According to The Climate Dictionary[2], adaptation refers to actions that help reduce vulnerability to the current or expected impact of climate change. Measures such as regenerative agriculture, improving water storage and use, managing land, and building stronger defences against extreme weather must happen at the local level. When such actions and decision-making hinge on equity and human rights, it becomes climate justice.

The UNFCCC[3] deployed market-based methods to boost climate adaptation demand in the Global South. This involved integrating climate risks into the development agenda, and adaptation measures into development plans, policies, programmes, and projects at national, state and local levels. Development is defined[4] as a deliberate acceleration of modernisation, interpreted as the synchronised four-fold transition of economy, government, political system, and society.

Since climate change is seen as undermining and hindering unlimited growth, it implies that climate adaptation to improve resilience capacity would fulfil the objectives of economic development and drive investments by encouraging urbanisation, building infrastructure, and increasing energy production and consumption.
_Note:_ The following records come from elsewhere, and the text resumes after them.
#![allow(clippy::unwrap_used, clippy::expect_used)]

use listwatch_core::errors::{ExError, ExErrorKind, ListingError};
use listwatch_core::model::Market;

#[test]
fn test_unknown_market_is_invalid_input() {
    let err: ExError = "nyse".parse::<Market>().unwrap_err().into();
    assert_eq!(err.kind(), ExErrorKind::InvalidInput);
    assert_eq!(err.code(), "ERR_INVALID_INPUT");
    assert_eq!(err.market(), Some("nyse"));
}

#[test]
fn test_listing_errors_map_to_parse_or_schema() {
    let cases = [
        (
            ListingError::Unparseable {
                reason: "ragged row".to_string(),
            },
            ExErrorKind::Parse,
        ),
        (
            ListingError::MissingColumn {
                column: "uid".to_string(),
            },
            ExErrorKind::Schema,
        ),
        (
            ListingError::DuplicateUid {
                uid: "1101-20240101".to_string(),
            },
            ExErrorKind::Schema,
        ),
        (
            ListingError::ColumnMismatch {
                only_in_new: vec!["a".to_string()],
                only_in_old: vec![],
            },
            ExErrorKind::Schema,
        ),
        (
            ListingError::MarketMismatch {
                new: "twse".to_string(),
                old: "tpex".to_string(),
            },
            ExErrorKind::Schema,
        ),
    ];

    for (listing, kind) in cases {
        let message = listing.to_string();
        let err = ExError::from(listing);
        assert_eq!(err.kind(), kind);
        assert_eq!(err.message(), message);
    }
}

#[test]
fn test_duplicate_uid_carries_uid_context() {
    let err = ExError::from(ListingError::DuplicateUid {
        uid: "1101-20240101".to_string(),
    })
    .with_op("load_feed");
    assert_eq!(err.uid(), Some("1101-20240101"));
    assert!(err.to_string().contains("(uid: 1101-20240101)"));
}
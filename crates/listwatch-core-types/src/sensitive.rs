//! Secret wrapper for credentials such as the LINE Notify access token.
//!
//! The token travels through clap arguments, engine context structs and
//! `Debug` output; wrapping it keeps it out of every log line.

use std::fmt;

/// Placeholder printed instead of a wrapped secret
pub const REDACTED: &str = "***REDACTED***";

/// A value that prints as [`REDACTED`] in both Debug and Display
///
/// ```
/// use listwatch_core_types::Sensitive;
///
/// let token = Sensitive::from("line-token".to_string());
/// assert_eq!(format!("{:?} {}", token, token), "***REDACTED*** ***REDACTED***");
/// assert_eq!(token.expose(), "line-token");
/// ```
#[derive(Clone, Default, PartialEq, Eq)]
pub struct Sensitive<T>(T);

impl<T> Sensitive<T> {
    pub fn new(value: T) -> Self {
        Self(value)
    }

    /// The secret itself; call only where it is handed to a transport
    pub fn expose(&self) -> &T {
        &self.0
    }

    pub fn into_inner(self) -> T {
        self.0
    }
}

impl Sensitive<String> {
    /// True when the secret is empty or whitespace only
    pub fn is_blank(&self) -> bool {
        self.0.trim().is_empty()
    }
}

impl<T> From<T> for Sensitive<T> {
    fn from(value: T) -> Self {
        Self(value)
    }
}

impl<T> fmt::Debug for Sensitive<T> {
    fn fmt(&self, f: &mut fmt::Formatter<'_>) -> fmt::Result {
        f.write_str(REDACTED)
    }
}

impl<T> fmt::Display for Sensitive<T> {
    fn fmt(&self, f: &mut fmt::Formatter<'_>) -> fmt::Result {
        f.write_str(REDACTED)
    }
}

#[cfg(test)]
mod tests {
    use super::*;

    #[test]
    fn test_blank_detection() {
        assert!(Sensitive::from(String::new()).is_blank());
        assert!(Sensitive::from(" \t".to_string()).is_blank());
        assert!(!Sensitive::from("abc".to_string()).is_blank());
    }

    #[test]
    fn test_redacted_inside_derived_debug() {
        #[derive(Debug)]
        #[allow(dead_code)]
        struct NotifyConfig {
            endpoint: String,
            token: Sensitive<String>,
        }

        let config = NotifyConfig {
            endpoint: "https://notify.example".to_string(),
            token: Sensitive::new("abc123".to_string()),
        };

        let debug_str = format!("{:?}", config);
        assert!(debug_str.contains("notify.example"));
        assert!(debug_str.contains(REDACTED));
        assert!(!debug_str.contains("abc123"));
    }

    #[test]
    fn test_into_inner_returns_secret() {
        let secret = Sensitive::new(String::from("token"));
        assert_eq!(secret.into_inner(), "token");
    }
}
This calls for natural resource management, strengthening food security, expanding social and human capital, and consolidation of institutions.
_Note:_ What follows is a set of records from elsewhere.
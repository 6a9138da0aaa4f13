//! Test capture mode for deterministic logging assertions
//!
//! Installs a global subscriber that records every event in memory so
//! tests can assert on `op`, `event` and arbitrary structured fields.

use std::collections::HashMap;
use std::sync::{Arc, Mutex, OnceLock};
use tracing::field::{Field, Visit};
use tracing::{Level, Subscriber};
use tracing_subscriber::layer::{Context, SubscriberExt};
use tracing_subscriber::registry::LookupSpan;
use tracing_subscriber::util::SubscriberInitExt;
use tracing_subscriber::Layer;

use listwatch_core_types::schema::{FIELD_EVENT, FIELD_OP};

/// A captured log event with all its fields
#[derive(Clone, Debug)]
pub struct CapturedEvent {
    pub level: Level,
    pub op: Option<String>,
    pub event: Option<String>,
    pub fields: HashMap<String, String>,
}

impl CapturedEvent {
    /// Field value rendered as a string, if recorded
    pub fn field(&self, name: &str) -> Option<&str> {
        self.fields.get(name).map(String::as_str)
    }

    fn is(&self, op: &str, event: &str) -> bool {
        self.op.as_deref() == Some(op) && self.event.as_deref() == Some(event)
    }
}

/// Flattens an event's fields into strings
#[derive(Default)]
struct FieldCollector(HashMap<String, String>);

impl FieldCollector {
    fn put(&mut self, field: &Field, rendered: String) {
        self.0.insert(field.name().to_owned(), rendered);
    }
}

impl Visit for FieldCollector {
    fn record_debug(&mut self, field: &Field, value: &dyn std::fmt::Debug) {
        self.put(field, format!("{:?}", value));
    }

    fn record_str(&mut self, field: &Field, value: &str) {
        self.put(field, value.to_owned());
    }

    fn record_i64(&mut self, field: &Field, value: i64) {
        self.put(field, value.to_string());
    }

    fn record_u64(&mut self, field: &Field, value: u64) {
        self.put(field, value.to_string());
    }

    fn record_bool(&mut self, field: &Field, value: bool) {
        self.put(field, value.to_string());
    }
}

struct CaptureLayer {
    sink: Arc<Mutex<Vec<CapturedEvent>>>,
}

impl<S> Layer<S> for CaptureLayer
where
    S: Subscriber + for<'a> LookupSpan<'a>,
{
    fn on_event(&self, event: &tracing::Event<'_>, _ctx: Context<'_, S>) {
        let mut collector = FieldCollector::default();
        event.record(&mut collector);
        let fields = collector.0;

        let captured = CapturedEvent {
            level: *event.metadata().level(),
            op: fields.get(FIELD_OP).cloned(),
            event: fields.get(FIELD_EVENT).cloned(),
            fields,
        };

        if let Ok(mut sink) = self.sink.lock() {
            sink.push(captured);
        }
    }
}

/// Handle for accessing captured events in tests
#[derive(Clone)]
pub struct TestCapture {
    events: Arc<Mutex<Vec<CapturedEvent>>>,
}

impl TestCapture {
    /// All events captured so far, across every test in the process
    pub fn events(&self) -> Vec<CapturedEvent> {
        self.events.lock().map(|e| e.clone()).unwrap_or_default()
    }

    /// Events with the given `op` and `event` fields
    pub fn find(&self, op: &str, event: &str) -> Vec<CapturedEvent> {
        self.events().into_iter().filter(|e| e.is(op, event)).collect()
    }

    /// Assert that an event exists with the given operation and event type
    ///
    /// # Panics
    ///
    /// Panics if the event is not found
    pub fn assert_event_exists(&self, op: &str, event: &str) {
        let total = self.events().len();
        assert!(
            !self.find(op, event).is_empty(),
            "Expected event op={} event={} not found in {} captured events",
            op,
            event,
            total
        );
    }

    /// Count events matching a predicate
    pub fn count_events<F>(&self, predicate: F) -> usize
    where
        F: Fn(&CapturedEvent) -> bool,
    {
        self.events().iter().filter(|e| predicate(e)).count()
    }
}

static GLOBAL_CAPTURE: OnceLock<TestCapture> = OnceLock::new();

/// Initialize test capture mode
///
/// Returns a handle to the process-wide capture. Tests share it, so
/// assertions should filter on values unique to the test.
///
/// # Example
///
/// ```
/// use listwatch_core::logging_facility::test_capture::init_test_capture;
/// use listwatch_core::log_op_start;
///
/// let capture = init_test_capture();
/// log_op_start!("doc_example_op");
/// capture.assert_event_exists("doc_example_op", "start");
/// ```
pub fn init_test_capture() -> TestCapture {
    GLOBAL_CAPTURE
        .get_or_init(|| {
            let events = Arc::new(Mutex::new(Vec::new()));
            let layer = CaptureLayer {
                sink: Arc::clone(&events),
            };
            let _ = tracing_subscriber::registry().with(layer).try_init();
            TestCapture { events }
        })
        .clone()
}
Such a development agenda in India has taken the form of neoliberalism, defined as ‘a politically guided intensification of market rule and commodification’. This is enforced through urbanisation by decreasing capacity of the municipality, privatisation of basic services, and withdrawal of the state from urban development. The welfare state becomes an entrepreneurial state by adopting public-private partnerships especially in infrastructure projects, increasing gentrification to expand space for elitist consumption, and a growing exposure to global competition through financial and investment systems. 

The neoliberal utopia of a free market is thus presented as a primary solution to curb the assault of climate change with narrow technological innovation-based remedies, and ‘green’ business solutions and services to reduce the effects of climate change, thus strengthening the grip of the market.

Investment ‘climate’
Telangana’s Municipal Administration and Urban Development (MA&UD) department recently published a report ‘Driving Growth through Urbanisation’[5], highlighting the state’s achievement of the highest per capita income in India, reaching Rs 3.17 lakh. This does not acknowledge the widespread inequality and poverty, unemployment, and other aspects measured in the multidimensional poverty index. Over the past decade since the state’s formation, a total capital investment of Rs 1.34 lakh crore has been dedicated to urban infrastructure development, approximately 85 to 90 percent of this is in Hyderabad with a ‘vision’ to make it to the list of top 25 global cities.
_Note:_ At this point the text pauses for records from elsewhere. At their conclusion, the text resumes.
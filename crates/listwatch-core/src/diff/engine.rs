//! Snapshot diff computation engine.
//!
//! [`compare`] decides whether there is anything to diff at all;
//! [`compute_diff`] partitions the new snapshot's records and annotates
//! changed cells.

use crate::diff::model::{CellChange, DiffOptions, DiffOutcome, ListingDiff};
use crate::errors::{ExError, ListingError, Result};
use crate::model::{Record, Snapshot};
use std::collections::BTreeSet;

/// Compare a freshly loaded snapshot with the latest persisted one.
///
/// - no previous snapshot: [`DiffOutcome::FirstObservation`]
/// - structurally equal: [`DiffOutcome::Unchanged`], without any per-cell work
/// - otherwise: [`DiffOutcome::Changed`] carrying [`compute_diff`]'s result
///
/// # Errors
///
/// - `Schema` if the snapshots belong to different markets or do not share
///   a column set
pub fn compare(
    new: &Snapshot,
    old: Option<&Snapshot>,
    options: &DiffOptions,
) -> Result<DiffOutcome> {
    let Some(old) = old else {
        return Ok(DiffOutcome::FirstObservation);
    };

    if new == old {
        return Ok(DiffOutcome::Unchanged);
    }

    compute_diff(new, old, options).map(DiffOutcome::Changed)
}

/// Ensure two snapshots can be compared cell by cell.
fn check_compatible(new: &Snapshot, old: &Snapshot) -> std::result::Result<(), ListingError> {
    if new.market() != old.market() {
        return Err(ListingError::MarketMismatch {
            new: new.market().to_string(),
            old: old.market().to_string(),
        });
    }

    if !new.same_column_set(old) {
        let a: BTreeSet<&str> = new.columns().iter().map(String::as_str).collect();
        let b: BTreeSet<&str> = old.columns().iter().map(String::as_str).collect();
        return Err(ListingError::ColumnMismatch {
            only_in_new: a.difference(&b).map(|s| s.to_string()).collect(),
            only_in_old: b.difference(&a).map(|s| s.to_string()).collect(),
        });
    }

    Ok(())
}

/// Differing cells of one record present in both snapshots, in column order.
fn changed_cells(new_record: &Record, old_record: &Record) -> Vec<CellChange> {
    new_record
        .cells()
        .iter()
        .filter_map(|cell| {
            // Column sets were checked, so the old record always has the column
            let old_value = old_record.get(&cell.column).flatten();
            if old_value == cell.value.as_deref() {
                return None;
            }
            Some(CellChange {
                uid: new_record.uid().to_string(),
                column: cell.column.clone(),
                old: old_value.map(str::to_string),
                new: cell.value.clone(),
            })
        })
        .collect()
}

/// Copy of `record` with every changed, present value suffixed by `marker`.
///
/// A value that changed to absent stays absent.
fn annotate(record: &Record, changes: &[CellChange], marker: &str) -> Record {
    let mut annotated = record.clone();
    for cell in annotated.cells_mut() {
        if changes.iter().any(|c| c.column == cell.column) {
            if let Some(value) = cell.value.as_mut() {
                value.push_str(marker);
            }
        }
    }
    annotated
}

/// Compute new and updated records of `new` relative to `old`.
///
/// Records whose uid is absent from `old` are new. Records present in both
/// with at least one differing cell are updated and returned in their new
/// form, with each differing present value suffixed by the update marker.
/// Records only present in `old` are ignored. Comparison is exact string
/// equality and treats an absent value as different from `""`.
///
/// # Errors
///
/// - `Schema` if the snapshots belong to different markets or do not share
///   a column set
pub fn compute_diff(new: &Snapshot, old: &Snapshot, options: &DiffOptions) -> Result<ListingDiff> {
    check_compatible(new, old).map_err(|e| ExError::from(e).with_op("compute_diff"))?;

    let mut new_records = Vec::new();
    let mut updated_records = Vec::new();
    let mut changes = Vec::new();

    for record in new.records() {
        match old.get(record.uid()) {
            None => new_records.push(record.clone()),
            Some(old_record) => {
                let record_changes = changed_cells(record, old_record);
                if record_changes.is_empty() {
                    continue;
                }
                updated_records.push(annotate(record, &record_changes, &options.update_marker));
                changes.extend(record_changes);
            }
        }
    }

    tracing::debug!(
        market = new.market().as_str(),
        new_count = new_records.len(),
        updated_count = updated_records.len(),
        changed_cells = changes.len(),
        "Computed snapshot diff"
    );

    Ok(ListingDiff {
        market: new.market(),
        new: (!new_records.is_empty()).then_some(new_records),
        updated: (!updated_records.is_empty()).then_some(updated_records),
        changes,
    })
}
//! Compare two local CSV files

use crate::commands::load_local;
use crate::LogFormat;
use clap::Args;
use listwatch_core::diff::{compute_diff, DiffOptions, DEFAULT_UPDATE_MARKER};
use listwatch_core::logging_facility;
use listwatch_core::model::Market;
use listwatch_core::render::render_market_report;
use std::path::PathBuf;

#[derive(Debug, Args)]
pub struct DiffArgs {
    /// Previous snapshot or feed file
    pub old: PathBuf,

    /// Current snapshot or feed file
    pub new: PathBuf,

    #[arg(long)]
    pub market: Market,

    /// Suffix appended to changed values
    #[arg(long, default_value = DEFAULT_UPDATE_MARKER)]
    pub marker: String,

    /// Print the structured diff as JSON instead of the text report
    #[arg(long)]
    pub json: bool,
}

pub fn execute(args: DiffArgs, log_format: LogFormat) -> Result<(), Box<dyn std::error::Error>> {
    logging_facility::init(log_format.profile());

    let old = load_local(&args.old, args.market)?;
    let new = load_local(&args.new, args.market)?;
    let options = DiffOptions {
        update_marker: args.marker,
    };
    let diff = compute_diff(&new, &old, &options)?;

    if args.json {
        println!("{}", serde_json::to_string_pretty(&diff)?);
    } else if diff.is_empty() {
        println!("No new or updated applications");
    } else {
        print!("{}", render_market_report(args.market, &diff));
    }
    Ok(())
}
The core strategy, as proposed, is to drive growth through infrastructure development, market-oriented policies, self-regulation, and emphasising technology as key steps. The plan highlights the government’s commitment to supporting Sustainable Development Goals (SDGs)[6], and aligning them post facto with existing programmes.

High-rises dot the newly developed financial district in Hyderabad.
Photo: Creative Commons

Sustainability in the built environment is also sought through the Energy Conservation Building Code[7] (ECBC) adopted in 2014, making it mandatory for commercial and public buildings (>1000 square metres plot area or 2,000 square metres built-up area) to have minimum requirements for energy efficiency while construction. A one-time six-star rating system is prescribed – one star at 5 percent to six stars at 30 percent of energy usage reduction.

Practices like water conservation, waste management, and tree plantations are encouraged. Energy-saving efficiency standards, based on calculations for various climatic conditions, are rarely developed domestically. The technology transferred is used by a third-party assessor empanelled by the state which necessitated a new academic industry offering postgraduate programmes in environmental design, specialised software training certifications, courses to implement these codes in building practices, and capacity-building initiatives for government officials across departments.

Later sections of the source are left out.